We spent the next five minutes in silence, my tail flicking side to side with a laziness that wasn't quite the boredom I suffered out of this realm and Eren only turning back around to face me once the cookies were in the oven. He watched me for a moment, and I watched him, and eventually the taller boy cleared his throat.

"Can I take a picture of you?" I raised an eyebrow, and he brought a hand up to rub at the back of his neck, clearly flustered. "I mean, well, it's not every day you see a powerful demon that totally deserves a ton of respect and stuff-" I rolled my eyes, silently mourning the loss of the way he so brazenly told me I was attractive yesterday.
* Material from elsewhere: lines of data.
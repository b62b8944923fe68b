//! Answer generation — QA and summarizer prompts over the LLM client.
//!
//! DESIGN
//! ======
//! Two single-turn personas: the answer generator grounds itself in the
//! retrieved contexts, and the summarizer condenses a previously returned
//! answer. Both go through the `LlmChat` trait so tests can substitute a
//! mock provider.

use std::fmt::Write;

use crate::llm::types::{LlmChat, LlmError, Message};

const ANSWER_MAX_TOKENS: u32 = 256;
const SUMMARY_MAX_TOKENS: u32 = 128;

const ANSWER_SYSTEM_PROMPT: &str = "You are an AI assistant. Use the provided contexts to answer concisely. \
     If the context does not contain the answer, respond with 'I don't know.'";

const SUMMARY_SYSTEM_PROMPT: &str = "You summarize AI-generated answers.";

/// Generate an answer to `question` grounded in `contexts`.
///
/// # Errors
///
/// Returns an [`LlmError`] when the provider call fails.
pub async fn generate_answer(llm: &dyn LlmChat, question: &str, contexts: &[String]) -> Result<String, LlmError> {
    let messages = [Message::user(build_answer_prompt(question, contexts))];
    let response = llm.chat(ANSWER_MAX_TOKENS, ANSWER_SYSTEM_PROMPT, &messages).await?;
    Ok(response.text.trim().to_owned())
}

/// Produce a concise summary of a previously generated answer.
///
/// # Errors
///
/// Returns an [`LlmError`] when the provider call fails.
pub async fn summarize_answer(llm: &dyn LlmChat, answer: &str) -> Result<String, LlmError> {
    let messages = [Message::user(build_summary_prompt(answer))];
    let response = llm.chat(SUMMARY_MAX_TOKENS, SUMMARY_SYSTEM_PROMPT, &messages).await?;
    Ok(response.text.trim().to_owned())
}

/// User message for the answer generator: bulleted contexts, then the
/// question.
pub(crate) fn build_answer_prompt(question: &str, contexts: &[String]) -> String {
    let mut prompt = String::from("Contexts:\n");
    let bullets: Vec<String> = contexts.iter().map(|c| format!("- {c}")).collect();
    prompt.push_str(&bullets.join("\n"));
    let _ = write!(prompt, "\n\nQuestion: {question}\nAnswer:");
    prompt
}

/// User message for the summarizer persona.
pub(crate) fn build_summary_prompt(answer: &str) -> String {
    format!(
        "You are a summarization agent. Please provide a concise summary of the following answer:\n\n{answer}"
    )
}

#[cfg(test)]
#[path = "answer_test.rs"]
mod tests;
Power was nice, but I didn't have everyone below me in rank telling me I was hot in the underworld, and it was something I wasn't ashamed to admit that I could get used to. "-and anyway, I don't even know if you'll be back again, so-"

"I'll be back." He froze at the words, biting his lips and averting his eyes.

"U-um, when?" I considered, eyes half-lidded as I watched the flustered boy.

"Tomorrow." His eyes widened, and he began sputtering a response about school, about how he wouldn't be here, but I waved the words away and hoped off the table, tail flicking once more before I began shifting my appearance. "Oi, don't assume I'm unable to be seen in public..." By the time I had stopped speaking I had finished the change, my tail and horns hidden and my clothes more fitting to the human realm, still dark but not quite like the shadows I wore in the Underworld. Numerous piercings completed the look, and I ran a thoughtful tongue over the ones in my lip, having forgotten about them since the last time I had used this appearance.

"...Fuck." It was then that I turned my attention back to Eren, and it was then that I learned that the little shit had quite a thing for piercings.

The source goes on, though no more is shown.